__Raw data__.
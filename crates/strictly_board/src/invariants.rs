//! First-class invariants for session documents.
//!
//! Invariants are logical properties that must hold after every committed
//! mutation. The store checks [`SessionInvariants`] before it commits, and
//! they are testable on their own.

use crate::{BOARD_SIZE, GameError, MAX_PLAYERS, Session, SessionStatus};
use std::collections::HashSet;

/// A logical property that must hold for a given state.
pub trait Invariant<S> {
    /// Checks if the invariant holds for the given state.
    fn holds(state: &S) -> bool;

    /// Human-readable description of the invariant.
    fn description() -> &'static str;
}

/// Violation of an invariant.
#[derive(Debug, Clone, PartialEq, Eq)]
pub struct InvariantViolation {
    /// Description of the violated invariant.
    pub description: String,
}

impl InvariantViolation {
    /// Creates a new invariant violation.
    pub fn new(description: impl Into<String>) -> Self {
        Self {
            description: description.into(),
        }
    }
}

/// A set of invariants that can be checked together.
///
/// Implemented for tuples of invariants.
pub trait InvariantSet<S> {
    /// Checks all invariants in the set, collecting every violation.
    fn check_all(state: &S) -> Result<(), Vec<InvariantViolation>>;
}

macro_rules! impl_invariant_set {
    ($($inv:ident),+) => {
        impl<S, $($inv),+> InvariantSet<S> for ($($inv,)+)
        where
            $($inv: Invariant<S>),+
        {
            fn check_all(state: &S) -> Result<(), Vec<InvariantViolation>> {
                let mut violations = Vec::new();
                $(
                    if !$inv::holds(state) {
                        violations.push(InvariantViolation::new($inv::description()));
                    }
                )+
                if violations.is_empty() {
                    Ok(())
                } else {
                    Err(violations)
                }
            }
        }
    };
}

impl_invariant_set!(I1, I2);
impl_invariant_set!(I1, I2, I3);
impl_invariant_set!(I1, I2, I3, I4);
impl_invariant_set!(I1, I2, I3, I4, I5);

/// The turn pointer indexes a seated player.
pub struct TurnPointerInBounds;

impl Invariant<Session> for TurnPointerInBounds {
    fn holds(session: &Session) -> bool {
        *session.current_player_index() < session.players().len()
    }

    fn description() -> &'static str {
        "Turn pointer indexes a seated player"
    }
}

/// Roster size stays within the palette and player ids are unique.
pub struct RosterWithinCapacity;

impl Invariant<Session> for RosterWithinCapacity {
    fn holds(session: &Session) -> bool {
        let players = session.players();
        let ids: HashSet<_> = players.iter().map(|p| p.id()).collect();
        (1..=MAX_PLAYERS).contains(&players.len()) && ids.len() == players.len()
    }

    fn description() -> &'static str {
        "Roster holds 1 to 4 players with unique ids"
    }
}

/// No two players share a token color.
pub struct DistinctColors;

impl Invariant<Session> for DistinctColors {
    fn holds(session: &Session) -> bool {
        let colors: HashSet<_> = session.players().iter().map(|p| p.color()).collect();
        colors.len() == session.players().len()
    }

    fn description() -> &'static str {
        "Players have distinct colors"
    }
}

/// Every token sits on the board.
pub struct PositionsOnBoard;

impl Invariant<Session> for PositionsOnBoard {
    fn holds(session: &Session) -> bool {
        session.players().iter().all(|p| *p.position() < BOARD_SIZE)
    }

    fn description() -> &'static str {
        "Positions lie within the board"
    }
}

/// Lifecycle timestamps and winner match the status.
pub struct LifecycleConsistent;

impl Invariant<Session> for LifecycleConsistent {
    fn holds(session: &Session) -> bool {
        let started = session.started_at().is_some();
        let ended = session.ended_at().is_some();
        match session.status() {
            SessionStatus::Waiting => !started && !ended && session.winner().is_none(),
            SessionStatus::Active => started && !ended && session.winner().is_none(),
            SessionStatus::Ended => started && ended,
        }
    }

    fn description() -> &'static str {
        "Timestamps and winner match the lifecycle status"
    }
}

/// All session invariants as a composable set.
pub type SessionInvariants = (
    TurnPointerInBounds,
    RosterWithinCapacity,
    DistinctColors,
    PositionsOnBoard,
    LifecycleConsistent,
);

/// Checks [`SessionInvariants`], folding violations into one error.
///
/// # Errors
///
/// Returns [`GameError::InvariantViolation`] listing every violation.
pub fn check_session(session: &Session) -> Result<(), GameError> {
    SessionInvariants::check_all(session).map_err(|violations| GameError::InvariantViolation {
        violations: violations
            .into_iter()
            .map(|v| v.description)
            .collect::<Vec<_>>()
            .join("; "),
    })
}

__Task directions__. Copy out the full listing, exactly as it stands.

__Expected output__.
filename crates/strictly_board/src/invariants.rs
//! First-class invariants for session documents.
//!
//! Invariants are logical properties that must hold after every committed
//! mutation. The store checks [`SessionInvariants`] before it commits, and
//! they are testable on their own.

use crate::{BOARD_SIZE, GameError, MAX_PLAYERS, Session, SessionStatus};
use std::collections::HashSet;

/// A logical property that must hold for a given state.
pub trait Invariant<S> {
    /// Checks if the invariant holds for the given state.
    fn holds(state: &S) -> bool;

    /// Human-readable description of the invariant.
    fn description() -> &'static str;
}

/// Violation of an invariant.
#[derive(Debug, Clone, PartialEq, Eq)]
pub struct InvariantViolation {
    /// Description of the violated invariant.
    pub description: String,
}

impl InvariantViolation {
    /// Creates a new invariant violation.
    pub fn new(description: impl Into<String>) -> Self {
        Self {
            description: description.into(),
        }
    }
}

/// A set of invariants that can be checked together.
///
/// Implemented for tuples of invariants.
pub trait InvariantSet<S> {
    /// Checks all invariants in the set, collecting every violation.
    fn check_all(state: &S) -> Result<(), Vec<InvariantViolation>>;
}

macro_rules! impl_invariant_set {
    ($($inv:ident),+) => {
        impl<S, $($inv),+> InvariantSet<S> for ($($inv,)+)
        where
            $($inv: Invariant<S>),+
        {
            fn check_all(state: &S) -> Result<(), Vec<InvariantViolation>> {
                let mut violations = Vec::new();
                $(
                    if !$inv::holds(state) {
                        violations.push(InvariantViolation::new($inv::description()));
                    }
                )+
                if violations.is_empty() {
                    Ok(())
                } else {
                    Err(violations)
                }
            }
        }
    };
}

impl_invariant_set!(I1, I2);
impl_invariant_set!(I1, I2, I3);
impl_invariant_set!(I1, I2, I3, I4);
impl_invariant_set!(I1, I2, I3, I4, I5);

/// The turn pointer indexes a seated player.
pub struct TurnPointerInBounds;

impl Invariant<Session> for TurnPointerInBounds {
    fn holds(session: &Session) -> bool {
        *session.current_player_index() < session.players().len()
    }

    fn description() -> &'static str {
        "Turn pointer indexes a seated player"
    }
}

/// Roster size stays within the palette and player ids are unique.
pub struct RosterWithinCapacity;

impl Invariant<Session> for RosterWithinCapacity {
    fn holds(session: &Session) -> bool {
        let players = session.players();
        let ids: HashSet<_> = players.iter().map(|p| p.id()).collect();
        (1..=MAX_PLAYERS).contains(&players.len()) && ids.len() == players.len()
    }

    fn description() -> &'static str {
        "Roster holds 1 to 4 players with unique ids"
    }
}

/// No two players share a token color.
pub struct DistinctColors;

impl Invariant<Session> for DistinctColors {
    fn holds(session: &Session) -> bool {
        let colors: HashSet<_> = session.players().iter().map(|p| p.color()).collect();
        colors.len() == session.players().len()
    }

    fn description() -> &'static str {
        "Players have distinct colors"
    }
}

/// Every token sits on the board.
pub struct PositionsOnBoard;

impl Invariant<Session> for PositionsOnBoard {
    fn holds(session: &Session) -> bool {
        session.players().iter().all(|p| *p.position() < BOARD_SIZE)
    }

    fn description() -> &'static str {
        "Positions lie within the board"
    }
}

/// Lifecycle timestamps and winner match the status.
pub struct LifecycleConsistent;

impl Invariant<Session> for LifecycleConsistent {
    fn holds(session: &Session) -> bool {
        let started = session.started_at().is_some();
        let ended = session.ended_at().is_some();
        match session.status() {
            SessionStatus::Waiting => !started && !ended && session.winner().is_none(),
            SessionStatus::Active => started && !ended && session.winner().is_none(),
            SessionStatus::Ended => started && ended,
        }
    }

    fn description() -> &'static str {
        "Timestamps and winner match the lifecycle status"
    }
}

/// All session invariants as a composable set.
pub type SessionInvariants = (
    TurnPointerInBounds,
    RosterWithinCapacity,
    DistinctColors,
    PositionsOnBoard,
    LifecycleConsistent,
);

/// Checks [`SessionInvariants`], folding violations into one error.
///
/// # Errors
///
/// Returns [`GameError::InvariantViolation`] listing every violation.
pub fn check_session(session: &Session) -> Result<(), GameError> {
    SessionInvariants::check_all(session).map_err(|violations| GameError::InvariantViolation {
        violations: violations
            .into_iter()
            .map(|v| v.description)
            .collect::<Vec<_>>()
            .join("; "),
    })
}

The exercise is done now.